Genomic characterization of non-small cell lung cancer - clinical and molecular implications

Sammanfattning: Lung cancer accounts for 1.6 million cancers annually and 1.3 million deaths per year make the disease the deadliest type of cancer. Smoking is the most prominent cause. High mortality rates are partly due to late diagnosis which limits the therapy options. Improved understanding of molecular and biological mechanisms of tumor development could guide current therapy selection or pave way for novel therapies. The aim of this thesis is to characterize non-small cell lung cancer (NSCLC) genomes, stratifying tumors and patient groups with the intent of improved therapeutic options.
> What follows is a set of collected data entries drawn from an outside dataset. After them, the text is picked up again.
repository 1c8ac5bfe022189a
use std::io::{self, Stdout};
use std::path::{Path, PathBuf};
use std::time::Instant;

use anyhow::{Context, Result};
use crossterm::{
    event::{
        DisableFocusChange, EnableFocusChange, KeyboardEnhancementFlags,
        PopKeyboardEnhancementFlags, PushKeyboardEnhancementFlags,
    },
    execute,
    terminal::{
        disable_raw_mode, enable_raw_mode, supports_keyboard_enhancement, EnterAlternateScreen,
        LeaveAlternateScreen, SetTitle,
    },
};
use ratatui::{backend::CrosstermBackend, Terminal};
use tracing::{info, warn};

use telecue_core::{AppConfig, Script};
use telecue_tui::{
    app::App,
    event::{AppEvent, EventHandler},
    widgets::{PrompterWidget, StatusBarWidget},
};

pub async fn run(config: AppConfig, config_path: PathBuf, file: &Path) -> Result<()> {
    let script = load_script(file)?;
    info!(
        script = %script.title(),
        source = ?script.source(),
        chars = script.text().len(),
        "Starting prompter"
    );

    // Setup terminal
    enable_raw_mode()?;
    let mut stdout = io::stdout();

    // Key release reports drive hold-to-repeat; without them every OS
    // repeat becomes a single nudge
    let release_events = supports_keyboard_enhancement().unwrap_or(false);
    execute!(
        stdout,
        EnterAlternateScreen,
        EnableFocusChange,
        SetTitle(format!("telecue - {}", script.title()))
    )?;
    if release_events {
        execute!(
            stdout,
            PushKeyboardEnhancementFlags(
                KeyboardEnhancementFlags::DISAMBIGUATE_ESCAPE_CODES
                    | KeyboardEnhancementFlags::REPORT_EVENT_TYPES
            )
        )?;
    }
    info!(release_events, "Terminal ready");

    let backend = CrosstermBackend::new(stdout);
    let mut terminal = Terminal::new(backend)?;

    let mut app = App::new(config, script);
    app.release_events = release_events;

    let result = main_loop(&mut terminal, &mut app);

    // Restore terminal
    if release_events {
        execute!(terminal.backend_mut(), PopKeyboardEnhancementFlags)?;
    }
    disable_raw_mode()?;
    execute!(
        terminal.backend_mut(),
        DisableFocusChange,
        LeaveAlternateScreen
    )?;
    terminal.show_cursor()?;

    result?;

    // Keep speed, direction and display tweaks for the next session
    if let Err(e) = app.settings().save_to(&config_path) {
        warn!("Failed to save settings: {}", e);
    }

    Ok(())
}

fn main_loop(terminal: &mut Terminal<CrosstermBackend<Stdout>>, app: &mut App) -> Result<()> {
    let size = terminal.size()?;
    app.resize(size.width, size.height);

    let event_handler = EventHandler::new(app.config.ui.frame_interval());
    let started = Instant::now();

    loop {
        // Run due frames and timers
        app.tick(started.elapsed());

        if app.take_redraw() {
            terminal.draw(|frame| {
                let (prompter, status) = App::split(frame.area());
                PrompterWidget::render(frame, prompter, app);
                StatusBarWidget::render(frame, status, app);
            })?;
        }

        if let Some(event) = event_handler.next()? {
            match event {
                AppEvent::Key(key) => app.handle_key(key, started.elapsed()),
                AppEvent::Resize(width, height) => app.resize(width, height),
                AppEvent::FocusLost => app.on_focus_lost(),
                AppEvent::Tick => {}
            }
        }

        if app.should_quit {
            break;
        }
    }

    Ok(())
}

/// Read the script file, `-` reads standard input
fn load_script(file: &Path) -> Result<Script> {
    if file == Path::new("-") {
        return Script::from_reader(io::stdin().lock()).context("Failed to read script from stdin");
    }
    Script::load(file).with_context(|| format!("Failed to read script {}", file.display()))
}
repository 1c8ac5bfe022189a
pub mod config;
pub mod run;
A framework for treatment predictive mutation testing was established and, in parallel, the NanoString technology was evaluated for fusion gene detection. In an expansion of the fusion gene detection method, we included the possibility for simultaneous prediction of NSCLC histology, i.e. a multicomponent assay, applicable to tissue amounts used in standard clinical diagnostics. As accurate distinction of the histological subtypes is crucial for clinical management of lung cancer, the World Health Organization (WHO) administer and continuously update guidelines for histological classification. The mutational and transcriptional findings of this thesis work support their 2015 revision of histological subgroups. In addition, comprehensive global methylation analysis of lung cancer was performed, resulting in the detection of five epigenetically distinct groups of lung tumors associated with histology, gene expression, copy number variation and survival. In summary, this thesis has focused on genomic characterization of NSCLC, contributing to molecular findings and clinical implications.